// Unit tests for Midway Algo

use midway_algo::core::{
    expand_circle, haversine_distance, minimum_enclosing_circle, spherical_centroid,
};
use midway_algo::models::{Circle, GeoPoint};

#[test]
fn test_haversine_distance_zero_for_identical_points() {
    let p = GeoPoint::new(40.7128, -74.0060);
    assert_eq!(haversine_distance(&p, &p), 0.0);
}

#[test]
fn test_haversine_distance_symmetric() {
    let a = GeoPoint::new(40.7580, -73.9855);
    let b = GeoPoint::new(48.8566, 2.3522);

    assert_eq!(haversine_distance(&a, &b), haversine_distance(&b, &a));
}

#[test]
fn test_haversine_distance_manhattan_to_brooklyn() {
    // Manhattan to Brooklyn is approximately 5-10 km
    let manhattan = GeoPoint::new(40.7580, -73.9855);
    let brooklyn = GeoPoint::new(40.6782, -73.9442);

    let distance = haversine_distance(&manhattan, &brooklyn);
    assert!(distance > 5_000.0 && distance < 15_000.0);
}

#[test]
fn test_haversine_distance_nyc_to_la() {
    // Approximately 3944 km
    let nyc = GeoPoint::new(40.7128, -74.0060);
    let la = GeoPoint::new(34.0522, -118.2437);

    let distance = haversine_distance(&nyc, &la);
    assert!((distance - 3_944_000.0).abs() < 100_000.0, "Expected ~3944km, got {}", distance);
}

#[test]
fn test_centroid_empty_input() {
    assert!(spherical_centroid(&[]).is_none());
}

#[test]
fn test_centroid_antimeridian_regression() {
    // The defining regression test distinguishing the spherical method
    // from naive averaging: +179 and -179 must not average to 0.
    let points = [GeoPoint::new(10.0, 179.0), GeoPoint::new(10.0, -179.0)];

    let centroid = spherical_centroid(&points).unwrap();
    assert!(
        centroid.lng.abs() > 179.0,
        "centroid lng should be near ±180, got {}",
        centroid.lng
    );
}

#[test]
fn test_centroid_simple_average_far_from_meridian() {
    let points = [GeoPoint::new(0.0, 10.0), GeoPoint::new(0.0, 20.0)];

    let centroid = spherical_centroid(&points).unwrap();
    assert!((centroid.lat - 0.0).abs() < 1e-6);
    assert!((centroid.lng - 15.0).abs() < 0.01);
}

#[test]
fn test_mec_empty_input() {
    assert!(minimum_enclosing_circle(&[]).is_none());
}

#[test]
fn test_mec_single_point_policy() {
    let circle = minimum_enclosing_circle(&[GeoPoint::new(40.0, -74.0)]).unwrap();

    assert_eq!(circle.center, GeoPoint::new(40.0, -74.0));
    assert_eq!(circle.radius_m, 100.0);
}

#[test]
fn test_mec_two_points_on_equator() {
    let a = GeoPoint::new(0.0, 0.0);
    let b = GeoPoint::new(0.0, 2.0);

    let circle = minimum_enclosing_circle(&[a, b]).unwrap();

    assert!((circle.center.lat).abs() < 1e-9);
    assert!((circle.center.lng - 1.0).abs() < 1e-9);
    assert!((circle.radius_m - haversine_distance(&a, &b) / 2.0).abs() < 1.0);
}

#[test]
fn test_mec_collinear_points_do_not_crash() {
    let points = [
        GeoPoint::new(0.0, 0.0),
        GeoPoint::new(0.0, 1.0),
        GeoPoint::new(0.0, 2.0),
    ];

    let circle = minimum_enclosing_circle(&points).unwrap();

    // Falls back to the diameter circle of the extreme pair
    for point in &points {
        assert!(haversine_distance(point, &circle.center) <= circle.radius_m * 1.01);
    }
    assert!((circle.center.lng - 1.0).abs() < 1e-6);
}

#[test]
fn test_mec_radius_floor_applies_to_tight_clusters() {
    // A few meters apart; the raw MEC would be tiny
    let points = [
        GeoPoint::new(52.520000, 13.405000),
        GeoPoint::new(52.520010, 13.405010),
        GeoPoint::new(52.520020, 13.404990),
    ];

    let circle = minimum_enclosing_circle(&points).unwrap();
    assert!(circle.radius_m >= 100.0);
}

#[test]
fn test_mec_containment_property() {
    // Every input point must land within radius * 1.01 of the center
    let points: Vec<GeoPoint> = (0..50)
        .map(|i| {
            let i = i as f64;
            GeoPoint::new(
                (i * 11.17).sin() * 0.03,
                (i * 5.93).cos() * 0.03,
            )
        })
        .collect();

    let circle = minimum_enclosing_circle(&points).unwrap();
    for point in &points {
        assert!(haversine_distance(point, &circle.center) <= circle.radius_m * 1.01);
    }
}

#[test]
fn test_mec_idempotent_geometry() {
    // Internal randomization must not change the returned geometry
    let points = [
        GeoPoint::new(0.00, 0.00),
        GeoPoint::new(0.02, -0.02),
        GeoPoint::new(-0.01, 0.02),
        GeoPoint::new(0.01, -0.04),
    ];

    let first = minimum_enclosing_circle(&points).unwrap();
    let second = minimum_enclosing_circle(&points).unwrap();

    assert!((first.center.lat - second.center.lat).abs() < 1e-6);
    assert!((first.center.lng - second.center.lng).abs() < 1e-6);
    assert!((first.radius_m - second.radius_m).abs() < 1.0);
}

#[test]
fn test_expand_circle_ten_percent() {
    let circle = Circle::new(GeoPoint::new(40.0, -74.0), 100.0);

    let expanded = expand_circle(&circle, 0.1);
    assert!((expanded.radius_m - 110.0).abs() < 1e-9);
    assert_eq!(expanded.center, circle.center);
}

#[test]
fn test_expand_circle_zero_is_identity() {
    let circle = Circle::new(GeoPoint::new(40.0, -74.0), 250.0);

    let expanded = expand_circle(&circle, 0.0);
    assert_eq!(expanded.radius_m, circle.radius_m);
    assert_eq!(expanded.center, circle.center);
}

#[test]
fn test_expand_circle_negative_epsilon_shrinks() {
    let circle = Circle::new(GeoPoint::new(40.0, -74.0), 200.0);

    let shrunk = expand_circle(&circle, -0.5);
    assert!((shrunk.radius_m - 100.0).abs() < 1e-9);
}
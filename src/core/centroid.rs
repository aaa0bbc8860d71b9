use crate::models::GeoPoint;

/// Averaged vectors shorter than this are treated as degenerate
/// (perfectly cancelling antipodal inputs)
const DEGENERATE_VECTOR_EPSILON: f64 = 1e-9;

/// 3D Cartesian projection of a coordinate onto the unit sphere
///
/// Internal to centroid computation, never exposed.
#[derive(Debug, Clone, Copy)]
struct UnitVector3 {
    x: f64,
    y: f64,
    z: f64,
}

impl UnitVector3 {
    fn from_geo(point: &GeoPoint) -> Self {
        let lat_rad = point.lat.to_radians();
        let lng_rad = point.lng.to_radians();
        Self {
            x: lat_rad.cos() * lng_rad.cos(),
            y: lat_rad.cos() * lng_rad.sin(),
            z: lat_rad.sin(),
        }
    }

    /// Renormalize and convert back to degrees
    ///
    /// Returns None when the vector has (numerically) zero length, which
    /// happens only when the averaged inputs cancel exactly.
    fn to_geo(self) -> Option<GeoPoint> {
        let length = (self.x * self.x + self.y * self.y + self.z * self.z).sqrt();
        if length < DEGENERATE_VECTOR_EPSILON {
            return None;
        }

        let x = self.x / length;
        let y = self.y / length;
        let z = self.z / length;

        let lat = z.atan2((x * x + y * y).sqrt()).to_degrees();
        let lng = y.atan2(x).to_degrees();

        Some(GeoPoint::new(lat, lng))
    }
}

/// Compute the centroid of a set of coordinates on the sphere
///
/// Averaging latitudes and longitudes directly breaks down near the poles
/// and across the 180° meridian; averaging unit vectors does not. Returns
/// None for an empty slice and for inputs that cancel exactly (antipodal
/// pairs).
pub fn spherical_centroid(points: &[GeoPoint]) -> Option<GeoPoint> {
    if points.is_empty() {
        return None;
    }

    let mut sum_x = 0.0;
    let mut sum_y = 0.0;
    let mut sum_z = 0.0;

    for point in points {
        let v = UnitVector3::from_geo(point);
        sum_x += v.x;
        sum_y += v.y;
        sum_z += v.z;
    }

    let n = points.len() as f64;
    let avg = UnitVector3 {
        x: sum_x / n,
        y: sum_y / n,
        z: sum_z / n,
    };

    avg.to_geo()
}
use serde::{Deserialize, Serialize};
use crate::models::domain::{Circle, ClassifiedCandidate, GeoPoint, Participant};

/// Per-participant distance to the search circle center
#[derive(Debug, Clone, Serialize, Deserialize)]
pub struct ParticipantDistance {
    pub id: String,
    pub name: String,
    pub location: GeoPoint,
    #[serde(rename = "distanceFromCenter")]
    pub distance_from_center_m: f64,
}

/// Response for the compute-area operation
#[derive(Debug, Clone, Serialize, Deserialize)]
pub struct MeetingAreaResponse {
    #[serde(rename = "computationId")]
    pub computation_id: String,
    /// Absent when the inputs cancel exactly on the sphere
    pub centroid: Option<GeoPoint>,
    pub circle: Circle,
    #[serde(rename = "searchRadius")]
    pub search_radius_m: f64,
    pub participants: Vec<ParticipantDistance>,
    pub candidates: Vec<ClassifiedCandidate>,
    #[serde(rename = "computedAt")]
    pub computed_at: chrono::DateTime<chrono::Utc>,
}

impl ParticipantDistance {
    pub fn from_participant(participant: &Participant, distance_from_center_m: f64) -> Self {
        // Blurred location takes precedence when present
        let location = participant.fuzzy_location.unwrap_or(participant.location);
        Self {
            id: participant.id.clone(),
            name: participant.name.clone(),
            location,
            distance_from_center_m,
        }
    }
}

/// Error response
#[derive(Debug, Clone, Serialize, Deserialize)]
pub struct ErrorResponse {
    pub error: String,
    pub message: String,
}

__________________________________________________

- What to produce: Word for word, restate the lines of the data above that fall between the line holding "let shrunk = expand_circle(&circle, -0.5);" and the line holding "use crate::models::GeoPoint;", inclusive, and no other lines.

- Worked solution:
    let shrunk = expand_circle(&circle, -0.5);
    assert!((shrunk.radius_m - 100.0).abs() < 1e-9);
}
filename src/core/centroid.rs
repository aaa0bbc8860d71b9
use crate::models::GeoPoint;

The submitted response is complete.